Akademik Veri Yönetim Sistemi
Ankara Universitesi Eczacilik Fakultesi Dergisi, cilt.49, sa.3, ss.827-837, 2025 (Scopus, TRDizin)
Objective: Fixed-dose formulations, such as combination of atorvastatin (AT) and ezetimibe (EZ), present analytical challenges due to overlapping spectral features in UV-Vis spectroscopy. Although traditional chromatographic methods are effective in these cases, they are not cost-efficient, and the required instrumentation is not easily accessible. This study aims to develop a simpler, cost-effective spectrophotometry-based approach for the simultaneous quantification of AT and EZ in fixed-dose formulations. Material and Method: Principal component regression (PCR) and partial least squares (PLS) regression models were used in combination with UV-Vis spectroscopy. A calibration set of binary mixtures was prepared in the working range of 4–36 µg/ml for both drugs. PCR and PLS models were constructed using three latent variables.

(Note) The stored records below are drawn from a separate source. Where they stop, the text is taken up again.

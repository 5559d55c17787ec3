//! Tile kinds, directions, and the ASCII room dialect.
//!
//! Rooms are authored as rectangular ASCII grids. Walls are named for the
//! side of the room they sit on, so a `WestWall` is the left-most wall of a
//! room, facing east. Door markers are lowercase direction letters; a
//! contiguous run of the same marker forms one door of that width.

use serde::{Deserialize, Serialize};

/// Cardinal directions for door placement and room connections.
#[derive(Debug, Clone, Copy, PartialEq, Eq, Hash, Serialize, Deserialize)]
pub enum Direction {
    North,
    South,
    East,
    West,
}

impl Direction {
    /// The opposite direction. Connected door pairs face opposite ways.
    pub fn opposite(self) -> Direction {
        match self {
            Direction::North => Direction::South,
            Direction::South => Direction::North,
            Direction::East => Direction::West,
            Direction::West => Direction::East,
        }
    }

    /// Position offset for moving one tile in this direction.
    pub fn step(self) -> Position {
        match self {
            Direction::North => Position::new(-1, 0),
            Direction::South => Position::new(1, 0),
            Direction::East => Position::new(0, 1),
            Direction::West => Position::new(0, -1),
        }
    }

    /// All four directions, in the scan order used throughout the crate.
    pub fn all() -> [Direction; 4] {
        [
            Direction::North,
            Direction::South,
            Direction::East,
            Direction::West,
        ]
    }
}

impl std::fmt::Display for Direction {
    fn fmt(&self, f: &mut std::fmt::Formatter<'_>) -> std::fmt::Result {
        let name = match self {
            Direction::North => "north",
            Direction::South => "south",
            Direction::East => "east",
            Direction::West => "west",
        };
        write!(f, "{}", name)
    }
}

/// A position in the dungeon grid, measured in tiles.
///
/// Signed so that placement math can go negative before the builder
/// normalizes all origins onto the canvas.
#[derive(Debug, Clone, Copy, PartialEq, Eq, Hash, Serialize, Deserialize)]
pub struct Position {
    pub row: i32,
    pub col: i32,
}

impl Position {
    pub fn new(row: i32, col: i32) -> Self {
        Self { row, col }
    }

    /// Component-wise sum.
    pub fn offset(self, other: Position) -> Position {
        Position::new(self.row + other.row, self.col + other.col)
    }
}

impl std::fmt::Display for Position {
    fn fmt(&self, f: &mut std::fmt::Formatter<'_>) -> std::fmt::Result {
        write!(f, "({}, {})", self.row, self.col)
    }
}

/// Tile kinds for the dungeon canvas.
///
/// Door tiles render as floor but are tracked separately so the builder can
/// resolve connections and convert blind doors to walls.
#[derive(Debug, Clone, Copy, PartialEq, Eq, Hash, Serialize, Deserialize)]
pub enum Tile {
    /// Nothing outside a room.
    Void,
    Floor,

    // Walls (non-walkable)
    NorthWall,
    SouthWall,
    WestWall,
    EastWall,

    // Corners (non-walkable)
    NwCorner,
    NeCorner,
    SwCorner,
    SeCorner,

    Pillar,

    /// A door opening on the wall of the given side (walkable).
    Door(Direction),
}

impl Tile {
    /// Whether the hero can stand on this tile.
    pub fn is_walkable(self) -> bool {
        matches!(self, Tile::Floor | Tile::Door(_))
    }

    /// The wall tile that replaces an unconnected door on the given side.
    pub fn wall_for(side: Direction) -> Tile {
        match side {
            Direction::North => Tile::NorthWall,
            Direction::South => Tile::SouthWall,
            Direction::East => Tile::EastWall,
            Direction::West => Tile::WestWall,
        }
    }

    /// Parse one character of the ASCII room dialect.
    pub fn from_ascii(symbol: char) -> Option<Tile> {
        match symbol {
            ' ' => Some(Tile::Void),
            '.' => Some(Tile::Floor),
            '-' => Some(Tile::NorthWall),
            '_' => Some(Tile::SouthWall),
            '[' => Some(Tile::WestWall),
            ']' => Some(Tile::EastWall),
            '1' => Some(Tile::NwCorner),
            '2' => Some(Tile::NeCorner),
            '3' => Some(Tile::SwCorner),
            '4' => Some(Tile::SeCorner),
            'P' => Some(Tile::Pillar),
            'n' => Some(Tile::Door(Direction::North)),
            's' => Some(Tile::Door(Direction::South)),
            'e' => Some(Tile::Door(Direction::East)),
            'w' => Some(Tile::Door(Direction::West)),
            _ => None,
        }
    }

    /// Reverse mapping, kept in sync with [`Tile::from_ascii`] for debug
    /// rendering.
    pub fn to_ascii(self) -> char {
        match self {
            Tile::Void => ' ',
            Tile::Floor => '.',
            Tile::NorthWall => '-',
            Tile::SouthWall => '_',
            Tile::WestWall => '[',
            Tile::EastWall => ']',
            Tile::NwCorner => '1',
            Tile::NeCorner => '2',
            Tile::SwCorner => '3',
            Tile::SeCorner => '4',
            Tile::Pillar => 'P',
            Tile::Door(Direction::North) => 'n',
            Tile::Door(Direction::South) => 's',
            Tile::Door(Direction::East) => 'e',
            Tile::Door(Direction::West) => 'w',
        }
    }
}

#[cfg(test)]
mod tests {
    use super::*;

    #[test]
    fn test_opposites() {
        assert_eq!(Direction::North.opposite(), Direction::South);
        assert_eq!(Direction::East.opposite(), Direction::West);
        for dir in Direction::all() {
            assert_eq!(dir.opposite().opposite(), dir);
        }
    }

    #[test]
    fn test_step_offsets() {
        assert_eq!(Direction::North.step(), Position::new(-1, 0));
        assert_eq!(Direction::South.step(), Position::new(1, 0));
        assert_eq!(Direction::East.step(), Position::new(0, 1));
        assert_eq!(Direction::West.step(), Position::new(0, -1));
    }

    #[test]
    fn test_walkable_tiles() {
        assert!(Tile::Floor.is_walkable());
        assert!(Tile::Door(Direction::North).is_walkable());
        assert!(!Tile::Void.is_walkable());
        assert!(!Tile::NorthWall.is_walkable());
        assert!(!Tile::Pillar.is_walkable());
    }

    #[test]
    fn test_ascii_round_trip() {
        for symbol in [
            ' ', '.', '-', '_', '[', ']', '1', '2', '3', '4', 'P', 'n', 's', 'e', 'w',
        ] {
            let tile = Tile::from_ascii(symbol).unwrap();
            assert_eq!(tile.to_ascii(), symbol);
        }
        assert!(Tile::from_ascii('?').is_none());
    }
}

The developed methods were evaluated for accuracy, precision, and selectivity using laboratory-prepared samples. The applicability of the methods was demonstrated by analyzing commercial tablet samples. Result and Discussion: Both models achieved high recovery rates (98–102.3%) and low relative standard deviations (<2.0%), confirming their accuracy and precision. Standard addition studies confirmed the selectivity of the methods. Then, the proposed PCR and PLS methods successfully quantified AT and EZ in commercial film-coated tablets without extensive sample preparation, offering a simple, cost-effective, and efficient alternative to conventional techniques.